Quando Il gioco preferito (pagg. 243, euro 9, bella traduzione di Chiara Vatteroni) venne pubblicato la prima volta in Italia, nel 1975, nel pieno del successo di Leonard Cohen musicista, aveva ridefinito nelle forme di un inconsueto Bildungsroman il profilo di un "cantautore" molto speciale: perché l' identikit di Leonard Cohen, nato nel 1934, figlio di una famiglia di industriali tessili, ribelle come tutti o quasi i suoi coetanei, colto come pochi, non rientrava nel modello classico del musicista di quegli anni.





Aveva debuttato come poeta e narratore prima che come cantante ( Let us compare mithologies uscì nel 1956, quando Cohen aveva ventidue anni, Il gioco preferito nel 1963). E attorno al libro si era costruito un piccolo mito, che vedeva in Leonard Cohen lo Stephen Dedalus di un Ritratto dell' artista da giovane in versione quebecoise, perso nella notte di Montreal anziché nelle strade di Dublino. Nel libro Leonard Cohen era, scopertamente, provocatoriamente, onestamente, Lawrence Breavman, il figlio unico di una ricca famiglia ebrea di Montreal. E gli eventi che contrassegnano la sua adolescenza, le avventure giovanili di Lawrence sono quelle di Leonard Cohen: la morte prematura del padre, il rapporto conflittuale con la madre malata, l' irritata ostilità nei confronti dei vecchi zii commercianti, la ribellione/ fascinazione nei confronti della cultura e della comunità ebraica a cui appartiene e da cui, nonostante le migliori intenzioni, non riuscirà mai a liberarsi, la fedeltà agli amici, l' incantamento di fronte alle donne, le prime (e le seconde, e le terze...) esperienze con il sesso, gli innamoramenti - primo fra tutti per Shell, che rappresenta la scoperta dell' amore, poi per Tamara, la grande bellezza disinvolta la cui bocca «appartiene a tutti, come un parco», per Wanda, che fa l' amore dove le capita, per ogni donna che con il suo corpo, il suo viso, le sue gambe accende la ragazzesca sensualità del giovane Lawrence.

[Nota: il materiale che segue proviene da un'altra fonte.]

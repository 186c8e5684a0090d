//! Dispatch configuration.

use serde::{Deserialize, Serialize};
use std::time::Duration;

/// Configuration for outbound action requests.
#[derive(Debug, Clone, Serialize, Deserialize)]
pub struct DispatchConfig {
    /// Per-request timeout.
    #[serde(default = "default_timeout")]
    pub timeout: Duration,

    /// User-Agent header sent with action requests.
    #[serde(default = "default_user_agent")]
    pub user_agent: String,
}

impl DispatchConfig {
    /// Create a configuration with defaults.
    pub fn new() -> Self {
        Self {
            timeout: default_timeout(),
            user_agent: default_user_agent(),
        }
    }

    /// Set the request timeout.
    pub fn with_timeout(mut self, timeout: Duration) -> Self {
        self.timeout = timeout;
        self
    }

    /// Set the User-Agent header.
    pub fn with_user_agent(mut self, user_agent: impl Into<String>) -> Self {
        self.user_agent = user_agent.into();
        self
    }
}

impl Default for DispatchConfig {
    fn default() -> Self {
        Self::new()
    }
}

fn default_timeout() -> Duration {
    Duration::from_secs(30)
}

fn default_user_agent() -> String {
    concat!("actionflow/", env!("CARGO_PKG_VERSION")).to_string()
}

#[cfg(test)]
mod tests {
    use super::*;

    #[test]
    fn builder_overrides_defaults() {
        let config = DispatchConfig::new()
            .with_timeout(Duration::from_secs(5))
            .with_user_agent("widget/1.0");
        assert_eq!(config.timeout, Duration::from_secs(5));
        assert_eq!(config.user_agent, "widget/1.0");
    }
}
//! Client function registry.
//!
//! Client-context actions resolve to functions supplied by the embedding
//! page. The registry is an explicitly injected dependency with a defined
//! lifecycle: built before the widget initializes, handed to the dispatcher
//! and tool compiler for one conversation session, and dropped on teardown.
//! Nothing here is ambient or module-global.
//!
//! # Example
//!
//! ```rust
//! use actionflow_dispatch::registry::ClientFunctionRegistry;
//! use serde_json::json;
//!
//! let mut registry = ClientFunctionRegistry::new();
//! registry.register("refreshPage", |_args| async move { Ok(json!({"ok": true})) });
//! assert!(registry.contains("refreshPage"));
//! ```

use crate::error::{DispatchError, Result};
use serde_json::Value;
use std::collections::HashMap;
use std::future::Future;
use std::pin::Pin;
use std::sync::Arc;

/// Future type returned by client functions.
pub type ClientFunctionFuture = Pin<Box<dyn Future<Output = Result<Value>> + Send>>;

/// A registered client function: async, takes the filtered parameter map.
pub type ClientFunction = Arc<dyn Fn(Value) -> ClientFunctionFuture + Send + Sync>;

/// Map from unqualified function name to callable function.
#[derive(Clone, Default)]
pub struct ClientFunctionRegistry {
    functions: HashMap<String, ClientFunction>,
}

impl ClientFunctionRegistry {
    /// Create an empty registry.
    pub fn new() -> Self {
        Self {
            functions: HashMap::new(),
        }
    }

    /// Register an async function under its unqualified name.
    pub fn register<F, Fut>(&mut self, name: impl Into<String>, function: F)
    where
        F: Fn(Value) -> Fut + Send + Sync + 'static,
        Fut: Future<Output = Result<Value>> + Send + 'static,
    {
        self.functions.insert(
            name.into(),
            Arc::new(move |args| Box::pin(function(args))),
        );
    }

    /// Check whether a function is registered.
    pub fn contains(&self, name: &str) -> bool {
        self.functions.contains_key(name)
    }

    /// Names of every registered function.
    pub fn names(&self) -> Vec<String> {
        self.functions.keys().cloned().collect()
    }

    pub fn len(&self) -> usize {
        self.functions.len()
    }

    pub fn is_empty(&self) -> bool {
        self.functions.is_empty()
    }

    /// Invoke a function by unqualified name and await its result.
    pub async fn invoke(&self, name: &str, args: Value) -> Result<Value> {
        let function = self
            .functions
            .get(name)
            .ok_or_else(|| DispatchError::UnknownClientFunction(name.to_string()))?;
        function(args).await
    }
}

impl std::fmt::Debug for ClientFunctionRegistry {
    fn fmt(&self, f: &mut std::fmt::Formatter<'_>) -> std::fmt::Result {
        f.debug_struct("ClientFunctionRegistry")
            .field("functions", &self.names())
            .finish()
    }
}

#[cfg(test)]
mod tests {
    use super::*;
    use serde_json::json;

    #[tokio::test]
    async fn invokes_registered_function_with_args() {
        let mut registry = ClientFunctionRegistry::new();
        registry.register("echo", |args| async move { Ok(json!({"echo": args})) });

        let result = registry.invoke("echo", json!({"x": 1})).await.unwrap();
        assert_eq!(result, json!({"echo": {"x": 1}}));
    }

    #[tokio::test]
    async fn unknown_function_fails_with_typed_error() {
        let registry = ClientFunctionRegistry::new();
        let error = registry.invoke("missing", json!({})).await.unwrap_err();
        assert!(matches!(error, DispatchError::UnknownClientFunction(name) if name == "missing"));
    }
}
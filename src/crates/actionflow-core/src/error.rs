//! Error types for action schema compilation.

use thiserror::Error;

/// Result type for schema compilation.
pub type Result<T> = std::result::Result<T, SchemaError>;

/// Errors raised while compiling an action's parameter list into an input
/// schema.
///
/// A schema error is fatal to tool compilation for that action: the action is
/// omitted from the tool set rather than compiled with a guessed type, since
/// an incorrect type would allow malformed downstream substitution.
#[derive(Debug, Error, Clone, PartialEq, Eq)]
pub enum SchemaError {
    /// The same parameter name is declared more than once.
    #[error("parameter '{0}' is declared more than once")]
    DuplicateParameter(String),

    /// The declared parameter type is not one of string/number/boolean.
    #[error("parameter '{name}' has an unsupported declared type")]
    UnsupportedType { name: String },

    /// A parameter declaration is unusable (e.g. empty name).
    #[error("invalid parameter declaration: {0}")]
    InvalidParameter(String),
}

E poi gli esperimenti letterari, le risse da bar, il lavoro come operaio per ammirare da vicino la fusione dell' ottone, il razzismo subito ed esibito, il dono misterioso di ipnotizzare la gente (una metafora per la fascinazione della sua musica?), la fuga verso la grande metropoli, il ritorno, la confusione che lo porta ad errare, nelle ultime pagine del libro, solo, senza soldi, senza meta, senza progetti per la magica Montreal notturna.

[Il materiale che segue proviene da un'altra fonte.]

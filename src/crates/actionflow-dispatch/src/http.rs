//! HTTP dispatch for server-context actions.
//!
//! Resolves an action's compiled request template against the tool arguments
//! and issues the request with reqwest. A request is refused before any
//! network traffic when its URL or a header still carries an unresolved
//! placeholder; a malformed URL must never reach the wire.
//!
//! The parsed JSON response is returned verbatim as the tool result. An HTTP
//! 200 whose body is itself an upstream error payload is *not* treated as a
//! dispatch failure: the model is the consumer of both shapes. Only
//! transport-level failures (network, non-2xx status, non-JSON body) become
//! [`DispatchError`]s.

use crate::config::DispatchConfig;
use crate::error::{DispatchError, Result};
use actionflow_core::template::{params_from_args, CompiledRequest, ResolvedRequest};
use actionflow_core::HttpMethod;
use reqwest::Client;
use serde_json::Value;
use tracing::debug;

/// Issues resolved action requests.
#[derive(Debug, Clone)]
pub struct HttpDispatcher {
    client: Client,
    config: DispatchConfig,
}

impl HttpDispatcher {
    /// Create a dispatcher with the given configuration.
    pub fn new(config: DispatchConfig) -> Result<Self> {
        let client = Client::builder()
            .timeout(config.timeout)
            .user_agent(config.user_agent.clone())
            .build()?;
        Ok(Self { client, config })
    }

    /// The configuration this dispatcher was built with.
    pub fn config(&self) -> &DispatchConfig {
        &self.config
    }

    /// Resolve a compiled request against raw tool arguments.
    ///
    /// Fails with [`DispatchError::UnresolvedPlaceholder`] when a URL or
    /// header parameter is absent from the arguments.
    pub fn resolve(&self, compiled: &CompiledRequest, args: &Value) -> Result<ResolvedRequest> {
        let params = params_from_args(args);
        if let Some(name) = compiled.first_missing(&params) {
            return Err(DispatchError::UnresolvedPlaceholder(name.to_string()));
        }
        Ok(compiled.resolve(&params))
    }

    /// Resolve and dispatch a compiled request, returning the parsed JSON
    /// response.
    pub async fn dispatch(&self, compiled: &CompiledRequest, args: &Value) -> Result<Value> {
        let resolved = self.resolve(compiled, args)?;
        self.send(resolved).await
    }

    /// Issue an already-resolved request.
    pub async fn send(&self, request: ResolvedRequest) -> Result<Value> {
        debug!(method = %request.method, url = %request.url, "dispatching action request");

        let mut builder = match request.method {
            HttpMethod::Get => self.client.get(&request.url),
            HttpMethod::Post => self.client.post(&request.url),
            HttpMethod::Put => self.client.put(&request.url),
            HttpMethod::Delete => self.client.delete(&request.url),
            HttpMethod::Patch => self.client.patch(&request.url),
        };

        for (name, value) in &request.headers {
            builder = builder.header(name, value);
        }

        if let Some(body) = request.body {
            builder = match body {
                // A string-shaped body that failed to parse as JSON goes on
                // the wire unparsed, as authored.
                Value::String(text) => builder.body(text),
                other => builder.json(&other),
            };
        }

        let response = builder.send().await?;
        let status = response.status();
        if !status.is_success() {
            let body = response.text().await.unwrap_or_default();
            return Err(DispatchError::Status {
                status: status.as_u16(),
                body,
            });
        }

        response
            .json()
            .await
            .map_err(|error| DispatchError::InvalidJson(error.to_string()))
    }
}

#[cfg(test)]
mod tests {
    use super::*;
    use actionflow_core::action::{HttpMethod, RequestTemplate};
    use serde_json::json;

    fn dispatcher() -> HttpDispatcher {
        HttpDispatcher::new(DispatchConfig::new()).unwrap()
    }

    fn weather_request() -> CompiledRequest {
        CompiledRequest::compile(&RequestTemplate {
            url: "https://api.x/{{city}}".to_string(),
            method: HttpMethod::Get,
            headers: None,
            body: None,
        })
    }

    // Scenario: GetWeather invoked with {city: "Oslo"} resolves to
    // https://api.x/Oslo.
    #[test]
    fn resolves_url_from_arguments() {
        let resolved = dispatcher()
            .resolve(&weather_request(), &json!({"city": "Oslo"}))
            .unwrap();
        assert_eq!(resolved.url, "https://api.x/Oslo");
        assert_eq!(resolved.method, HttpMethod::Get);
    }

    // Scenario: the same action with {city: undefined} must surface a
    // dispatch error instead of calling an invalid URL.
    #[test]
    fn refuses_dispatch_with_unresolved_url_parameter() {
        let error = dispatcher()
            .resolve(&weather_request(), &json!({"city": null}))
            .unwrap_err();
        assert!(
            matches!(error, DispatchError::UnresolvedPlaceholder(name) if name == "city")
        );
    }

    #[test]
    fn refuses_dispatch_with_unresolved_header_parameter() {
        let compiled = CompiledRequest::compile(&RequestTemplate {
            url: "https://api.x/fixed".to_string(),
            method: HttpMethod::Post,
            headers: Some(
                [("Authorization".to_string(), "Bearer {{token}}".to_string())]
                    .into_iter()
                    .collect(),
            ),
            body: None,
        });

        let error = dispatcher().resolve(&compiled, &json!({})).unwrap_err();
        assert!(
            matches!(error, DispatchError::UnresolvedPlaceholder(name) if name == "token")
        );
    }

    #[test]
    fn resolves_body_with_missing_optional_fields_dropped() {
        let compiled = CompiledRequest::compile(&RequestTemplate {
            url: "https://api.x/notes".to_string(),
            method: HttpMethod::Post,
            headers: None,
            body: Some(actionflow_core::BodyTemplate::Structured(json!({
                "text": "{{text}}",
                "tags": "{{tags}}",
            }))),
        });

        let resolved = dispatcher()
            .resolve(&compiled, &json!({"text": "hello"}))
            .unwrap();
        assert_eq!(resolved.body, Some(json!({"text": "hello"})));
    }
}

E sentiamo annunciati da queste premesse, fuori dalla pagine del libro, nel futuro non detto di Lawrence, la musica, il successo, la notorietà. Fino a che il giovane Leonard Cohen/ Lawrence Beavman del libro si salderà con il Leonard Cohen che conosciamo. La star. Il cantante /poeta. L' eremita di Hydra, dove è lungamente vissuto e dove ha scritto alcune delle sue più belle canzoni. Il buddista che si è scelto il nome provocatorio e contraddittorio di Jikan, e cioè il silenzioso. E ora l' anziano menestrello che, dopo essersi ritirato dalle scene per la maggior parte degli anni Novanta, torna a portare per il mondo la sua musica, cappello in testa e voce sempre più profonda, perché il suo patrimonio è svanito non si sa dove...

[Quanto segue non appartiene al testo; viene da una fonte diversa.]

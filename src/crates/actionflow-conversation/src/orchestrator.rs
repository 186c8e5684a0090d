//! Conversation orchestrator.
//!
//! Drives the multi-turn loop between the user, the model endpoint, and the
//! compiled action tools:
//!
//! ```text
//! Idle → Sending → AwaitingModel → ExecutingTools → Interpreting → Idle
//!                       │
//!                       └────────→ Idle   (no actionable invocations)
//! ```
//!
//! A user submission is appended optimistically, the full transcript goes to
//! the model, and any actionable tool invocations in the reply (calls whose
//! tool name carries the action prefix and whose arguments the model's
//! backend already resolved) are dispatched independently and concurrently.
//! Each completion appends its own outcome message and then runs a follow-up
//! interpretation turn asking the model to narrate that specific result, so
//! message append order follows completion order, not submission order.
//!
//! Processing is tracked with a per-invocation pending counter rather than a
//! single flag: the orchestrator reports busy until every dispatched
//! invocation has completed and been interpreted.
//!
//! Dispatch failures never end the conversation: compiled tools fold them
//! into `{error, details}` result values that flow through the same outcome
//! and interpretation path. Only failures talking to the model endpoint
//! itself move the conversation to `Failed`, append a user-visible error
//! message, and surface a [`ConversationError`]; the state then returns to
//! `Idle` so the user can continue.

use actionflow_core::{ToolCall, ToolOutput, ToolRegistry};
use actionflow_dispatch::{is_action_tool, strip_context_prefix};
use futures::stream::{FuturesUnordered, StreamExt};
use serde_json::{json, Value};
use std::sync::Arc;
use tracing::{debug, warn};
use uuid::Uuid;

use crate::endpoint::{ModelEndpoint, TurnRequest, TurnResponse, WireToolCall};
use crate::error::{ConversationError, Result};
use crate::messages::{ChatMessage, Part, Role, Transcript};

/// Where the orchestrator currently is in its turn loop.
#[derive(Debug, Clone, Copy, PartialEq, Eq)]
pub enum Phase {
    /// Ready for the next user input.
    Idle,
    /// A user submission is being sent to the model endpoint.
    Sending,
    /// Waiting for the model's turn response.
    AwaitingModel,
    /// Dispatching actionable tool invocations.
    ExecutingTools,
    /// Asking the model to narrate a tool result.
    Interpreting,
    /// The last turn failed; surfaced to the user, returns to `Idle`.
    Failed,
}

/// Builds the ephemeral prompt for an interpretation turn.
pub type InterpretationPrompt = Arc<dyn Fn(&str, &Value) -> String + Send + Sync>;

fn default_interpretation_prompt(tool_name: &str, result: &Value) -> String {
    format!(
        "The tool {} returned the following result:\n{}\n\
         Briefly explain this result to the user in plain language.",
        strip_context_prefix(tool_name),
        result
    )
}

/// Orchestrates one conversation session over a set of compiled tools.
pub struct Orchestrator<E: ModelEndpoint> {
    endpoint: E,
    tools: Arc<ToolRegistry>,
    transcript: Transcript,
    agent_id: String,
    user_config: Option<Value>,
    interpretation_prompt: InterpretationPrompt,
    phase: Phase,
    pending: usize,
}

impl<E: ModelEndpoint> Orchestrator<E> {
    /// Create an orchestrator for one conversation session.
    pub fn new(endpoint: E, tools: ToolRegistry, agent_id: impl Into<String>) -> Self {
        Self {
            endpoint,
            tools: Arc::new(tools),
            transcript: Transcript::new(),
            agent_id: agent_id.into(),
            user_config: None,
            interpretation_prompt: Arc::new(default_interpretation_prompt),
            phase: Phase::Idle,
            pending: 0,
        }
    }

    /// Forward opaque end-user configuration with every endpoint request.
    pub fn with_user_config(mut self, config: Value) -> Self {
        self.user_config = Some(config);
        self
    }

    /// Override how interpretation prompts are built.
    pub fn with_interpretation_prompt(mut self, prompt: InterpretationPrompt) -> Self {
        self.interpretation_prompt = prompt;
        self
    }

    /// The transcript so far.
    pub fn transcript(&self) -> &Transcript {
        &self.transcript
    }

    /// Current phase of the turn loop.
    pub fn phase(&self) -> Phase {
        self.phase
    }

    /// Whether any submitted work is still in flight.
    pub fn is_processing(&self) -> bool {
        self.pending > 0
    }

    /// End the session: drop all messages, recorded results, and the
    /// compiled tool set (and with it any client function references).
    pub fn reset(&mut self) {
        self.transcript.clear();
        self.tools = Arc::new(ToolRegistry::new());
        self.pending = 0;
        self.phase = Phase::Idle;
    }

    /// Submit one user message and run the turn to completion, including
    /// tool dispatch and interpretation follow-ups.
    ///
    /// Empty input is ignored. Endpoint failures append a user-visible
    /// error message and are also returned to the caller; the orchestrator
    /// is ready for the next input either way.
    pub async fn submit(&mut self, text: &str) -> Result<()> {
        let text = text.trim();
        if text.is_empty() {
            return Ok(());
        }

        self.phase = Phase::Sending;
        self.pending += 1;
        self.transcript.push(ChatMessage::user(text));

        let outcome = self.run_turn().await;
        self.pending = self.pending.saturating_sub(1);

        match outcome {
            Ok(()) => {
                if self.pending == 0 {
                    self.phase = Phase::Idle;
                }
                Ok(())
            }
            Err(error) => {
                warn!(%error, "conversation turn failed");
                self.phase = Phase::Failed;
                self.transcript.push(ChatMessage::assistant(format!(
                    "Something went wrong while processing your message: {error}"
                )));
                self.pending = 0;
                self.phase = Phase::Idle;
                Err(error)
            }
        }
    }

    async fn run_turn(&mut self) -> Result<()> {
        self.phase = Phase::AwaitingModel;
        let response = self.request_turn(self.transcript.messages().to_vec()).await?;
        if let Some(error) = response.terminal_error() {
            return Err(ConversationError::Turn(error));
        }

        let actionable = actionable_invocations(&response);
        let text = response.text.unwrap_or_default();

        if actionable.is_empty() {
            if !text.is_empty() {
                self.transcript.push(ChatMessage::assistant(text));
            }
            return Ok(());
        }

        let mut parts = Vec::with_capacity(actionable.len() + 1);
        if !text.is_empty() {
            parts.push(Part::text(text));
        }
        for (call, args) in &actionable {
            parts.push(Part::invocation(
                call.tool_call_id.clone(),
                call.tool_name.clone(),
                args.clone(),
            ));
        }
        self.transcript.push(ChatMessage::new(Role::Assistant, parts));

        self.phase = Phase::ExecutingTools;
        let mut executions = FuturesUnordered::new();
        for (call, args) in actionable {
            self.pending += 1;
            let tools = Arc::clone(&self.tools);
            executions.push(async move {
                debug!(tool = %call.tool_name, id = %call.tool_call_id, "dispatching invocation");
                let result = tools
                    .execute_tool_call(&ToolCall::new(
                        call.tool_call_id.clone(),
                        call.tool_name.clone(),
                        args,
                    ))
                    .await;
                (call, result)
            });
        }

        // Completion order, not submission order: each finished invocation
        // appends its outcome and interpretation before the counter drops.
        // Interpretation turns serialize the drain, so a slow interpretation
        // delays observing dispatches that have already finished.
        loop {
            self.phase = Phase::ExecutingTools;
            let Some((call, result)) = executions.next().await else {
                break;
            };
            let value = match result.output {
                ToolOutput::Success { content } => content,
                ToolOutput::Error { error } => {
                    json!({"error": "execution_failed", "details": error})
                }
            };

            self.transcript
                .resolve_invocation(&call.tool_call_id, value.clone())?;
            self.transcript
                .push(ChatMessage::assistant(outcome_text(&call.tool_name, &value)));

            self.phase = Phase::Interpreting;
            let interpretation = self.interpret(&call.tool_name, &value).await?;
            if !interpretation.is_empty() {
                self.transcript.push(ChatMessage::assistant(interpretation));
            }
            self.pending = self.pending.saturating_sub(1);
        }

        Ok(())
    }

    /// Run one interpretation turn for a resolved invocation. The prompt is
    /// ephemeral: it goes to the endpoint but never enters the transcript.
    async fn interpret(&self, tool_name: &str, value: &Value) -> Result<String> {
        let prompt = (self.interpretation_prompt)(tool_name, value);
        let mut messages = self.transcript.messages().to_vec();
        messages.push(ChatMessage::user(prompt));

        let response = self.request_turn(messages).await?;
        if let Some(error) = response.terminal_error() {
            return Err(ConversationError::Turn(error));
        }
        Ok(response.text.unwrap_or_default())
    }

    async fn request_turn(&self, messages: Vec<ChatMessage>) -> Result<TurnResponse> {
        self.endpoint
            .send_turn(TurnRequest {
                messages,
                agent_id: self.agent_id.clone(),
                user_config: self.user_config.clone(),
                idempotency_key: Uuid::new_v4().to_string(),
            })
            .await
    }
}

/// The invocations in a turn that can actually be dispatched: tool calls
/// carrying the action prefix whose arguments the backend already resolved.
/// A result object stands in for the call arguments when present.
fn actionable_invocations(response: &TurnResponse) -> Vec<(WireToolCall, Value)> {
    response
        .tool_calls
        .iter()
        .filter(|call| is_action_tool(&call.tool_name))
        .filter_map(|call| {
            let resolved = response.result_for(&call.tool_call_id)?;
            let args = if resolved.is_object() {
                resolved.clone()
            } else {
                call.args.clone()
            };
            Some((call.clone(), args))
        })
        .collect()
}

fn outcome_text(tool_name: &str, value: &Value) -> String {
    let name = strip_context_prefix(tool_name);
    match value.get("details").and_then(Value::as_str) {
        Some(details) if value.get("error").is_some() => {
            format!("Tool {name} failed: {details}")
        }
        _ if value.get("error").is_some() => format!("Tool {name} failed."),
        _ => format!("Tool {name} succeeded."),
    }
}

C'è, nelle pagine di Il gioco preferito, una scrittura insieme concreta e metaforica, un' aggettivazione precisa e poetica, un approccio sghembo ma preciso ai ricordi, una scelta lessicale sofisticata: tutto organizzato in una struttura libera, a piccoli capitoli, che racconta, in un andirivieni nel tempo, tra poesia e narrazione, l' incanto delle scoperte, la difficoltà di crescere, la fatica di doverlo fare. In un romanzo eccessivo, compiaciuto, forse (vedi il ricorrente ricordo di Stephen Dedalus) già scritto. Ma sorprendentemente capace di parlarci di quell'eterna sperimentazione che è la giovinezza.